As much as 45 per cent of establishments do not maintain regular accounts, making the process of GDP calculation a much difficult task, T.C.A. Anant, Chief Statistician of India, said.
This means that 45 per cent of our economy does not maintain accounts and most constituents likely do not pay taxes, he said, adding that if this fact was excluded, India’s tax-to-GDP ratio would be much better.
Mr. Anant was speaking on the theme ‘Measuring GDP: Truths and Fallacies’ organised by Chennai International Centre, a think-tank to boost art, culture, theatre, music and creative thinking.
Answering a query, he said that the fact that 45 per cent of the economy does not maintain accounts does not mean that the GDP was understated. “The fact is captured in the National Sample Survey”.
However, Mr. Anant admitted that if this 45 per cent maintained accounts, the GDP estimation would have been much simpler and there would not have been need for revisions of estimates.
“Despite the constraints, we have done a reasonable job in calculation as per the National Sample Survey. Of course, there is scope for improvement,” he said.

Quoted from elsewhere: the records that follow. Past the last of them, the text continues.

//! The loading indicator shown while the model streams in.

use crate::loader::{LoadError, LoadProgress};

pub const LOAD_FAILED_MESSAGE: &str = "Failed to load model";

pub trait ProgressIndicator {
    fn set_progress(&mut self, progress: LoadProgress);

    fn hide(&mut self);

    fn show_error(&mut self, message: &str);
}

/// Hand a finished load to `attach` and then settle `indicator` on the outcome.
///
/// The indicator is hidden only once `attach` succeeded. A failed fetch or a
/// failed attach shows [`LOAD_FAILED_MESSAGE`]; a cancelled load leaves it
/// untouched. Returns whatever `attach` produced.
pub fn finish_load<T, R>(
    indicator: &mut dyn ProgressIndicator,
    path: &str,
    result: Result<T, LoadError>,
    attach: impl FnOnce(T) -> anyhow::Result<R>,
) -> Option<R> {
    let attached = match result {
        Ok(asset) => attach(asset),
        Err(LoadError::Cancelled) => {
            log::info!("Model load of {path} was cancelled");
            return None;
        }
        Err(err) => Err(err.into()),
    };
    match attached {
        Ok(value) => {
            indicator.hide();
            log::info!("Loaded model {path}");
            Some(value)
        }
        Err(err) => {
            log::error!("Failed to load model {path}: {err:#}");
            indicator.show_error(LOAD_FAILED_MESSAGE);
            None
        }
    }
}

/// Indicator without a DOM. Keeps its state and logs changes.
#[derive(Debug, Clone, PartialEq)]
pub struct LogIndicator {
    visible: bool,
    progress: Option<LoadProgress>,
    error: Option<String>,
}

impl Default for LogIndicator {
    fn default() -> Self {
        Self {
            visible: true,
            progress: None,
            error: None,
        }
    }
}

impl LogIndicator {
    pub fn is_visible(&self) -> bool {
        self.visible
    }

    pub fn progress(&self) -> Option<LoadProgress> {
        self.progress
    }

    pub fn error(&self) -> Option<&str> {
        self.error.as_deref()
    }
}

impl ProgressIndicator for LogIndicator {
    fn set_progress(&mut self, progress: LoadProgress) {
        log::info!("Loading model: {:.0}%", progress.percent());
        self.progress = Some(progress);
    }

    fn hide(&mut self) {
        self.visible = false;
    }

    fn show_error(&mut self, message: &str) {
        log::error!("{message}");
        self.visible = true;
        self.error = Some(message.to_string());
    }
}

#[cfg(target_arch = "wasm32")]
pub use web::DomIndicator;

#[cfg(target_arch = "wasm32")]
mod web {
    use wasm_bindgen::JsCast;

    use super::ProgressIndicator;
    use crate::loader::LoadProgress;

    /// Drives the page's `#progress-container` element.
    pub struct DomIndicator {
        element_id: String,
    }

    impl DomIndicator {
        pub fn new(element_id: &str) -> Self {
            Self {
                element_id: element_id.to_string(),
            }
        }

        fn element(&self) -> Option<web_sys::HtmlElement> {
            let element = web_sys::window()
                .and_then(|window| window.document())
                .and_then(|document| document.get_element_by_id(&self.element_id))
                .and_then(|element| element.dyn_into::<web_sys::HtmlElement>().ok());
            if element.is_none() {
                log::warn!("No #{} element on the page", self.element_id);
            }
            element
        }
    }

    impl Default for DomIndicator {
        fn default() -> Self {
            Self::new("progress-container")
        }
    }

    impl ProgressIndicator for DomIndicator {
        fn set_progress(&mut self, progress: LoadProgress) {
            if let Some(element) = self.element() {
                let percent = format!("{:.0}", progress.percent());
                if element.set_attribute("data-progress", &percent).is_err() {
                    log::warn!("Could not update the loading progress");
                }
            }
        }

        fn hide(&mut self) {
            if let Some(element) = self.element() {
                if element.style().set_property("display", "none").is_err() {
                    log::warn!("Could not hide #{}", self.element_id);
                }
            }
        }

        fn show_error(&mut self, message: &str) {
            log::error!("{message}");
            if let Some(element) = self.element() {
                element.set_text_content(Some(message));
                let _ = element.set_attribute("data-state", "error");
                // a hidden indicator has to come back to show the message
                if element.style().remove_property("display").is_err() {
                    log::warn!("Could not show #{}", self.element_id);
                }
            }
        }
    }
}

Mr. Anant also hoped that the Goods and Services Tax would bring more people into the tax net, making data collection more robust.
The government, in January 2015, revised the base year for GDP calculations to 2011-12 and introduced new ways of calculating growth that it said were close to international standards. “GDP only measures economic activity and not the health of economy,” Mr. Anant said, responding to a query on the discrepancies.